Ça peut faire rire et ça peut déranger, tout dépend de son humeur et de sa journée de travail, quand on en a un ! Reste un couple esthétiquement incroyable, qu’on ne se lasse presque pas de regarder tellement ils sont beaux et vont bien ensemble :
George « Nespresso » Clooney et Vera « qui ? » Farmiga sont, à l'écran, visiblement faits l’un pour l’autre.
What else ?
Ben pas grand chose justement …

mercredi 3 février 2010

CITY ISLAND

A chacun ses secrets ... c’est ainsi qu’aurait pu s’appeler ce gentil film sans prétention qui permet de retrouver avec beaucoup de plaisir un acteur assez discret pour qu’on ait distraitement perdu sa trace.
Dans City Island, Andy Garcia est le personnage principal d’une famille sens dessus dessous qui part en vrille depuis un bon bout de temps, et que l’arrivée d’un taulard sous surveillance conditionnelle ne va pas vraiment arranger.
Interprété par une petite bande de second rôles tous plus attachants les uns que les autres – la touchante Emily Mortimer (déjà vue dans le méconnu mais très sympathique Chaos Theory avec Ryan Reynolds ou encore le formidable Match Point de Woody Allen), le craquant Steven Strait (bien plus à son avantage que dans le navet 10 000) – sans fioriture ni effet de style, City Island est une vrai bonne comédie familiale à la New-Yorkaise qui ne rate pas son coup.

On aurait juste aimé que Raymond De Felitta use d’autant de subtilité dans le dénouement final que dans certaines scènes toutes de justesses et de sensibilité, mais dans le genre c’est franchement une très bonne surprise.
Un très bon moment !

lundi 1 février 2010

GAINSBOURG (VIE HÉROÏQUE)

Impossible de croire une seule seconde que Joann Sfar ne savait pas dans quel projet, casse-gueule au possible, il mettait les pieds en s’attaquant à une Légende.
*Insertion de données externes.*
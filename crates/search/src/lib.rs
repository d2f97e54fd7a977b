//! # cobol-lens search
//!
//! Queries over a corpus snapshot: definitions, references, call graph
//! neighborhoods, data access, ranked and fuzzy name search.
//!
//! ```text
//! Corpus ──snapshot()──> QueryEngine
//!                          ├─ find_definition / find_references   (UnitIndex terms)
//!                          ├─ call_graph_neighborhood             (edge adjacency, BFS)
//!                          ├─ search  exact > prefix > substring  (fuzzy fallback)
//!                          ├─ excerpt / summaries / stats         (lens-protocol views)
//!                          └─ overview / relationships / refactoring_candidates
//! ```

mod analytics;
mod engine;
mod error;
mod fuzzy;
mod neighborhood;
mod query;
mod views;

pub use analytics::RefactoringThresholds;
pub use engine::QueryEngine;
pub use error::{Result, SearchError};
pub use fuzzy::FuzzySearch;
pub use query::{ProcedureRef, QualifiedName};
Déjà fameux auteur de BD et trublion qui n’a ni le crayon, ni la langue dans sa poche, Sfar le terrible n’en est pas moins un type doué, très créatif.
C’est ce qui fait du premier chapitre de son Gainsbourg, une totale réussite, une subtil mélange de conte (ce qu’il revendique) et de vérités transformées.
En une succession de courts tableaux qui ne sont pas sans rappeler les pitreries poético-métaphoriques d’un Gondry tout aussi barré, en une combinaison subtile d’acteurs et d’actrices très inspirés (Yolande Moreau – évidente – en Fréhel, Anna Mouglalis – captivante – en Gréco et Laetitia Casta – bluffante – en Bardot …), le réalisateur, dont c’est ici le premier film, relève miraculeusement la gageure en évitant pratiquement tous les pièges du biopic barbant, bavard et grossier.

Pourtant, ce sont bien en partie toutes ces qualités qui vont se transformer en défauts dans la deuxième moitié de cette drôle de descente aux enfers, telle que semble avoir voulu la réinterpréter le réalisateur dès lors que Gainsbourg séduit Jane. En partie, mais pas seulement.
Un brin longuets, les dialogues de l’homme à tête de chou avec son double maléfique deviennent alors redondants, dans la reconstitution d’une carrière où les excès l’emportent sur le génie et son travail plus discutable.
Gainsbarre, moins convaincant, moins touchant, carrément agaçant même, vient écorcher le tableau du dandy timide qui l’avait emporté (grâce aussi à l’interprétation impressionnante d’Eric Elmosnino) sur les réticences légitimes d’un spectateur en proie aux doutes de celui pour qui l’artiste n’a pas disparu depuis si longtemps que ça.
La pauvre Lucy Gordon a beau se donner corps et âme, on n’y croît pas une seconde : Birkin n’est pas là … elle n’est pas sur l’écran parce qu’elle est dans nos vies, qu’elle ne vieillit toujours pas et quelle fait partie de nous, de notre (d’une certaine) histoire de la chanson française au même titre que son pygmalion de mari quand il venait faire scandale sur les plateaux télé de samedis soirs gentillets.
La suite (la rencontre avec Bambou) est à l’avenant. Plus le film avance et plus on a envie de se tirer, de rester sur notre toute première impression, l’idée de génie, quand le cinéma sait user de toutes ses ficelles (celles de l’animation, le masque du marionnettiste) pour nous captiver.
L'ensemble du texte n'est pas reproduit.